Monday, October 12, 2009

Start All Over Again

This will never end because designer paper bags are to-die-for and to-be-treasured.
Article taken from The Star, 28th September 09.


SYMBOLIC BAG
A designer paper bag has a different connotation from being a mere goods carrier.

By Kaori Shoji

In a city once known as fashion addict central for Asia, the shop-till-you-drop lifestyle has not only become passé, it’s now also an object of ridicule.

Examples of excessive consumerism no longer draw envious sights; they are now a cue for laughter. Early this year a 33-year-old woman had so crammed her studio apartment with designer shoes, bags and clothing that she couldn’t find the front door and called in a television crew (armed with a crowbar) to come wrestle her out of the choking mass of luxury products while the whole process was aired on a variety show.
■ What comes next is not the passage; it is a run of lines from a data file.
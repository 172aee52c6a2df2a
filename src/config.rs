//! Tunables of the compatibility rules.

use std::path::Path;

use serde::{Deserialize, Serialize};

use crate::error::ConfigError;

/// How the power rule sizes a system.
#[derive(Debug, Clone, PartialEq, Serialize, Deserialize)]
#[serde(default, deny_unknown_fields)]
pub struct PowerPolicy {
    /// Motherboard, RAM and fans.
    pub base_allowance_w: u32,
    pub storage_allowance_w: u32,
    /// Recommended PSU wattage as a multiple of the estimated draw.
    pub headroom: f64,
}

impl Default for PowerPolicy {
    fn default() -> Self {
        Self {
            base_allowance_w: 50,
            storage_allowance_w: 7,
            headroom: 1.3,
        }
    }
}

impl PowerPolicy {
    /// `ceil(total * headroom)`.
    pub fn recommended_wattage(&self, total_power: u32) -> u32 {
        (f64::from(total_power) * self.headroom).ceil() as u32
    }
}

#[derive(Debug, Clone, PartialEq, Serialize, Deserialize)]
#[serde(default, deny_unknown_fields)]
pub struct EngineConfig {
    pub power: PowerPolicy,
    /// AIO radiators larger than this draw a clearance warning.
    pub radiator_warning_mm: u32,
}

impl Default for EngineConfig {
    fn default() -> Self {
        Self {
            power: PowerPolicy::default(),
            radiator_warning_mm: 280,
        }
    }
}

impl EngineConfig {
    pub fn from_json_str(raw: &str) -> Result<Self, ConfigError> {
        let config: EngineConfig =
            serde_json::from_str(raw).map_err(|e| ConfigError::Parse(e.to_string()))?;
        config.validate()?;
        Ok(config)
    }

    pub fn load(path: impl AsRef<Path>) -> Result<Self, ConfigError> {
        let path = path.as_ref();
        let raw = std::fs::read_to_string(path)
            .map_err(|e| ConfigError::Parse(format!("{}: {}", path.display(), e)))?;
        Self::from_json_str(&raw)
    }

    pub fn validate(&self) -> Result<(), ConfigError> {
        if !self.power.headroom.is_finite() || self.power.headroom < 1.0 {
            return Err(ConfigError::Invalid {
                field: "power.headroom",
                reason: format!("must be a finite value >= 1.0, got {}", self.power.headroom),
            });
        }
        if self.radiator_warning_mm == 0 {
            return Err(ConfigError::Invalid {
                field: "radiator_warning_mm",
                reason: "must be greater than zero".to_string(),
            });
        }
        Ok(())
    }
}

#[cfg(test)]
mod tests {
    use super::*;

    #[test]
    fn defaults_match_storefront_rules() {
        let config = EngineConfig::default();
        assert_eq!(config.power.base_allowance_w, 50);
        assert_eq!(config.power.storage_allowance_w, 7);
        assert_eq!(config.power.headroom, 1.3);
        assert_eq!(config.radiator_warning_mm, 280);
        assert!(config.validate().is_ok());
    }

    #[test]
    fn recommended_wattage_rounds_up() {
        let policy = PowerPolicy::default();
        assert_eq!(policy.recommended_wattage(315), 410);
        assert_eq!(policy.recommended_wattage(100), 130);
        assert_eq!(policy.recommended_wattage(0), 0);
    }

    #[test]
    fn partial_json_keeps_other_defaults() {
        let config = EngineConfig::from_json_str(r#"{"power": {"headroom": 1.5}}"#).unwrap();
        assert_eq!(config.power.headroom, 1.5);
        assert_eq!(config.power.base_allowance_w, 50);
        assert_eq!(config.radiator_warning_mm, 280);
    }

    #[test]
    fn rejects_headroom_below_one() {
        let err = EngineConfig::from_json_str(r#"{"power": {"headroom": 0.8}}"#).unwrap_err();
        assert!(matches!(
            err,
            ConfigError::Invalid {
                field: "power.headroom",
                ..
            }
        ));
    }

    #[test]
    fn rejects_unknown_fields() {
        let err = EngineConfig::from_json_str(r#"{"safety_margin": 0.8}"#).unwrap_err();
        assert!(matches!(err, ConfigError::Parse(_)));
    }

    #[test]
    fn load_reads_file() {
        let dir = tempfile::tempdir().unwrap();
        let path = dir.path().join("engine.json");
        std::fs::write(&path, r#"{"radiator_warning_mm": 360}"#).unwrap();

        let config = EngineConfig::load(&path).unwrap();
        assert_eq!(config.radiator_warning_mm, 360);

        assert!(EngineConfig::load(dir.path().join("missing.json")).is_err());
    }
}
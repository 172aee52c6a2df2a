use std::fmt;

use serde::{Deserialize, Serialize};

use crate::catalog::Category;

/// A position in a build. Every slot but storage holds at most one component.
#[derive(Debug, Clone, Copy, PartialEq, Eq, Hash, PartialOrd, Ord, Serialize, Deserialize)]
#[serde(rename_all = "lowercase")]
pub enum Slot {
    Cpu,
    Motherboard,
    Gpu,
    Case,
    Cooler,
    Psu,
    Storage,
}

impl Slot {
    /// Builder order, also used by "Next".
    pub const ORDER: [Slot; 7] = [
        Slot::Cpu,
        Slot::Motherboard,
        Slot::Gpu,
        Slot::Case,
        Slot::Cooler,
        Slot::Psu,
        Slot::Storage,
    ];

    pub fn category(self) -> Category {
        match self {
            Slot::Cpu => Category::Cpu,
            Slot::Motherboard => Category::Motherboard,
            Slot::Gpu => Category::Gpu,
            Slot::Case => Category::Case,
            Slot::Cooler => Category::Cooler,
            Slot::Psu => Category::Psu,
            Slot::Storage => Category::Storage,
        }
    }

    pub fn for_category(category: Category) -> Slot {
        match category {
            Category::Cpu => Slot::Cpu,
            Category::Motherboard => Slot::Motherboard,
            Category::Gpu => Slot::Gpu,
            Category::Case => Slot::Case,
            Category::Cooler => Slot::Cooler,
            Category::Psu => Slot::Psu,
            Category::Storage => Slot::Storage,
        }
    }

    pub fn as_str(self) -> &'static str {
        match self {
            Slot::Cpu => "cpu",
            Slot::Motherboard => "motherboard",
            Slot::Gpu => "gpu",
            Slot::Case => "case",
            Slot::Cooler => "cooler",
            Slot::Psu => "psu",
            Slot::Storage => "storage",
        }
    }

    pub fn is_multi(self) -> bool {
        self == Slot::Storage
    }

    fn position(self) -> usize {
        Slot::ORDER
            .iter()
            .position(|slot| *slot == self)
            .unwrap_or_default()
    }

    /// The slot after this one in builder order, wrapping around.
    pub fn following(self) -> Slot {
        Slot::ORDER[(self.position() + 1) % Slot::ORDER.len()]
    }
}

impl fmt::Display for Slot {
    fn fmt(&self, f: &mut fmt::Formatter<'_>) -> fmt::Result {
        f.write_str(self.as_str())
    }
}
Still, the Tokyo Girl insists on having fun, and that has manifested itself in the trend of carrying paper shopping bags in lieu of back-packs and briefcases. And not just any bags, but ones marked with brand logos – the more upscale or upbeat the better.

In Harajuku, Japan’s famous teen stomping grounds, Ayaka Nogami, 17, was toting around a lumpy Prada shopping bag on a recent day. Inside were her school gym clothes, a plastic canister with a vitamin drink and her lunch box.
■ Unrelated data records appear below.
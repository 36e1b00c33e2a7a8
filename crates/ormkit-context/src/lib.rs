//! ormkit context - coordination between user contexts and the store
//!
//! This crate connects a user's [`DbContext`] type to a compiled model, an
//! [`ObjectContext`] and a database that has been initialized for that model.
//!
//! # Architecture
//!
//! ```text
//! DbContext (user type)
//!     ↓
//! InternalContext (LazyInternalContext / EagerInternalContext) ← This crate
//!     ↓                     ↓                      ↓
//! ModelCache       InitializationRegistry     ObjectContext
//!     ↓                                            ↓
//! ormkit-connection (InternalConnection)    ormkit-providers (ProviderServices)
//! ```
//!
//! # Components
//!
//! - [`LazyInternalContext`] - builds its model and object context on first use
//! - [`EagerInternalContext`] - wraps an existing object context
//! - [`ModelCache`] - one compiled model per context type and provider
//! - [`InitializationRegistry`] - one database initialization per model and connection
//! - [`InitializerResolver`] - picks the initializer from the config and registrations
//! - [`ContextServices`] - the caches and extension points shared by contexts
//!
//! # Design Principles
//!
//! 1. **Nothing happens at construction** - connections, models and databases
//!    are resolved when first needed
//! 2. **Failures are retried** - a failed model build or initialization is
//!    attempted again by the next caller
//! 3. **Shared state is explicit** - contexts share caches only through the
//!    [`ContextServices`] they were created with

mod async_ext;
mod cache_key;
mod caches;
mod change_processor;
mod context_info;
mod eager;
mod initializer;
mod internal;
mod lazy;
mod model_builder;
mod object_context;
mod owner;
mod pipeline;
mod services;

#[cfg(test)]
mod test_support;

pub use async_ext::InternalContextAsyncExt;
pub use cache_key::{DefaultModelCacheKeyFactory, ModelCacheKeyFactory};
pub use caches::{
    InitializationAction, InitializationKey, InitializationRegistry, ModelCache, ModelFactory,
};
pub use change_processor::{ChangeProcessor, ProviderChangeProcessor};
pub use context_info::DbContextInfo;
pub use eager::EagerInternalContext;
pub use initializer::{
    CREATE_DATABASE_IF_NOT_EXISTS, CreateDatabaseIfNotExists, DROP_CREATE_DATABASE_ALWAYS,
    DROP_CREATE_DATABASE_IF_MODEL_CHANGES, DatabaseExistenceState, DatabaseInitializer,
    DropCreateDatabaseAlways, DropCreateDatabaseIfModelChanges, InitializerFactory,
    InitializerResolver, NULL_INITIALIZER, NullDatabaseInitializer, Seed, any_model_table_exists,
};
pub use internal::{ContextBase, InternalContext, OnModelCreating};
pub use lazy::LazyInternalContext;
pub use model_builder::{ModelBuilder, strip_invalid_characters};
pub use object_context::{ContextOptions, EntryState, ObjectContext, SaveOptions};
pub use owner::DbContext;
pub use pipeline::{ConventionModelPipeline, ModelPipeline, pluralize};
pub use services::ContextServices;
“It used to be my older sister’s,” Ayaka said. “But it got a little creasy, and so she let me have it for 300 Yen (RM11).”

Ayaka also has a shopping bag from Cecil McBee, a popular girl’s brand, whose flagship boutique is in the famous 109 Building in Shibuya. She procured the bag two months ago when buying a dress and a pair of black summer tights, with money earned from working the register at her neighborhood convenience store.
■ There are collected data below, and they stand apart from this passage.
//! Code-first model description

use std::collections::HashSet;

use ormkit_core::{
    CompiledModel, DbProviderInfo, EntitySet, EntityType, MetadataWorkspace, OrmError, Result,
};

/// Keep only characters that are valid in a model namespace or container name
pub fn strip_invalid_characters(name: &str) -> String {
    name.chars()
        .filter(|c| c.is_alphanumeric() || *c == '_' || *c == '.')
        .collect()
}

/// Describes a model in code before it is compiled.
///
/// Entity types are registered with [`ModelBuilder::entity`]; a root type
/// without an explicit set gets one from the pipeline's naming convention.
#[derive(Debug, Clone, Default)]
pub struct ModelBuilder {
    namespace: Option<String>,
    container_name: Option<String>,
    default_schema: Option<String>,
    entity_types: Vec<EntityType>,
    entity_sets: Vec<EntitySet>,
}

impl ModelBuilder {
    pub fn new() -> Self {
        Self::default()
    }

    pub fn with_namespace(mut self, namespace: impl Into<String>) -> Self {
        self.set_namespace(namespace);
        self
    }

    pub fn with_container_name(mut self, container_name: impl Into<String>) -> Self {
        self.set_container_name(container_name);
        self
    }

    pub fn set_namespace(&mut self, namespace: impl Into<String>) -> &mut Self {
        self.namespace = Some(namespace.into());
        self
    }

    pub fn set_container_name(&mut self, container_name: impl Into<String>) -> &mut Self {
        self.container_name = Some(container_name.into());
        self
    }

    pub fn has_default_schema(&mut self, schema: impl Into<String>) -> &mut Self {
        self.default_schema = Some(schema.into());
        self
    }

    /// Register an entity type, replacing an earlier registration of the same name
    pub fn entity(&mut self, entity_type: EntityType) -> &mut Self {
        match self
            .entity_types
            .iter_mut()
            .find(|existing| existing.name == entity_type.name)
        {
            Some(existing) => *existing = entity_type,
            None => self.entity_types.push(entity_type),
        }
        self
    }

    /// Register an entity type with its own set name
    pub fn entity_set(&mut self, set_name: impl Into<String>, entity_type: EntityType) -> &mut Self {
        let set = EntitySet::new(set_name, entity_type.name.clone());
        self.entity(entity_type);
        self.entity_sets.retain(|existing| existing.element_type != set.element_type);
        self.entity_sets.push(set);
        self
    }

    pub fn namespace(&self) -> Option<&str> {
        self.namespace.as_deref()
    }

    pub fn container_name(&self) -> Option<&str> {
        self.container_name.as_deref()
    }

    pub fn default_schema(&self) -> Option<&str> {
        self.default_schema.as_deref()
    }

    pub fn entity_types(&self) -> &[EntityType] {
        &self.entity_types
    }

    pub fn entity_sets(&self) -> &[EntitySet] {
        &self.entity_sets
    }

    pub(crate) fn add_entity_set(&mut self, set: EntitySet) {
        self.entity_sets.push(set);
    }

    /// Turn the description into a workspace, checking that it is consistent
    pub fn to_workspace(&self) -> Result<MetadataWorkspace> {
        let container_name = self
            .container_name
            .clone()
            .filter(|name| !name.trim().is_empty())
            .ok_or_else(|| OrmError::ModelBuild("the model has no container name".into()))?;

        let mut names = HashSet::new();
        for entity_type in &self.entity_types {
            if entity_type.name.trim().is_empty() {
                return Err(OrmError::ModelBuild("an entity type has an empty name".into()));
            }
            if !names.insert(entity_type.name.as_str()) {
                return Err(OrmError::ModelBuild(format!(
                    "the entity type '{}' is registered twice",
                    entity_type.name
                )));
            }
        }

        let workspace = MetadataWorkspace {
            namespace: self.namespace.clone().unwrap_or_default(),
            container_name,
            entity_types: self.entity_types.clone(),
            entity_sets: self.entity_sets.clone(),
            default_schema: self.default_schema.clone(),
        };

        for entity_type in &workspace.entity_types {
            if let Some(base) = &entity_type.base_type
                && workspace.entity_type(base).is_none()
            {
                return Err(OrmError::ModelBuild(format!(
                    "the base type '{base}' of '{}' is not part of the model",
                    entity_type.name
                )));
            }
            if workspace.root_type(&entity_type.name).is_none() {
                return Err(OrmError::ModelBuild(format!(
                    "the inheritance chain of '{}' is cyclic",
                    entity_type.name
                )));
            }
        }

        let mut set_names = HashSet::new();
        for set in &workspace.entity_sets {
            if !set_names.insert(set.name.as_str()) {
                return Err(OrmError::ModelBuild(format!(
                    "the entity set '{}' is declared twice",
                    set.name
                )));
            }
            match workspace.entity_type(&set.element_type) {
                Some(element) if element.base_type.is_none() => {}
                Some(_) => {
                    return Err(OrmError::ModelBuild(format!(
                        "the entity set '{}' must hold a root type, not '{}'",
                        set.name, set.element_type
                    )));
                }
                None => {
                    return Err(OrmError::ModelBuild(format!(
                        "the entity set '{}' holds the unknown type '{}'",
                        set.name, set.element_type
                    )));
                }
            }
        }

        Ok(workspace)
    }

    /// Compile the model for a provider
    pub fn build(&self, provider_info: DbProviderInfo) -> Result<CompiledModel> {
        CompiledModel::compile(provider_info, self.to_workspace()?)
    }
}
“This is the bag I save for weekend dates with my boyfriend,” Ayaka says, adding that after each outing she irons the bag – after turning it inside out to avoid burning the logo. And then she folds it away.

“For me, shopping is a special occasion,” she says. “The bag will be a reminder of that day, how I felt when I bought the dress, the whole experience.”
The trend, as it were, is not new. In the early 1980s, teenagers used to carry their school things and sports gear in designer shopping bags, mainly to broadcast their social standing (showing that they could afford these boutiques).

Now, the meaning behind the paper bag syndrome is more nuanced, and tinged with parsimonious romance. Adults and teenagers carry them around to bask in the memory of a shopping (splurging) occasion, partly because the “eco-bag” trend has run its course.
“I don’t really like carrying eco-bags,” says Asami Harada, 24, who works at a bookstore in Shibuya. “I’m concerned about the environment and all that, but I’m not interested in promoting myself as a nature-lover.”

Harada was also carrying a Cecil McBee paper bag and inside were her make-up case, a packet of cigarettes, a paperback to read on the train, a magazine, a small towel, a plastic bottle of water and a box of chocolates. She carries her train pass, wallet, cellphone and handkerchief in a smaller shoulder bag and says that “this is the way women utilize their bags – valuables in a proper bag, and everything else in a paper one.”

It’s typical of the Tokyo femme to divide her belongings into two different camps. Many women carry yet another paper shopping bag for their purchases. These can range from sneakers to radishes to cartons of soy milk – the important thing is to refuse the plastic bags offered and nonchalantly take out a boutique shopping bag.

Akiho Mizuta, a part-time waitress in her late 20s, says, “I think most women have their own personal paper bag hierarchy. The really good ones are for holding personal belongings, the ordinary ones are for holding groceries, the cute ones for using as gift wrappings, etc.”
The paper bags actually constitute a market, and have been auctioned on the Internet for as much as 2,000Yen (RM76) for a large-size Louis Vuitton paper bag. A Cecil McBee shipping bag, whose eye-catching logo is often emblazoned in gold – sells for as much as 800Yen (RM30.60).

It’s little wonder that, in spite of the recession, Tokyo’s closets continue to be crammed to the hilt – less so with Prada and Marc Jacobs dresses than their paper wrappers. If you can’t afford to shop, the best approximation seems to be the memory of having done so and, failing that, even the pretense will do.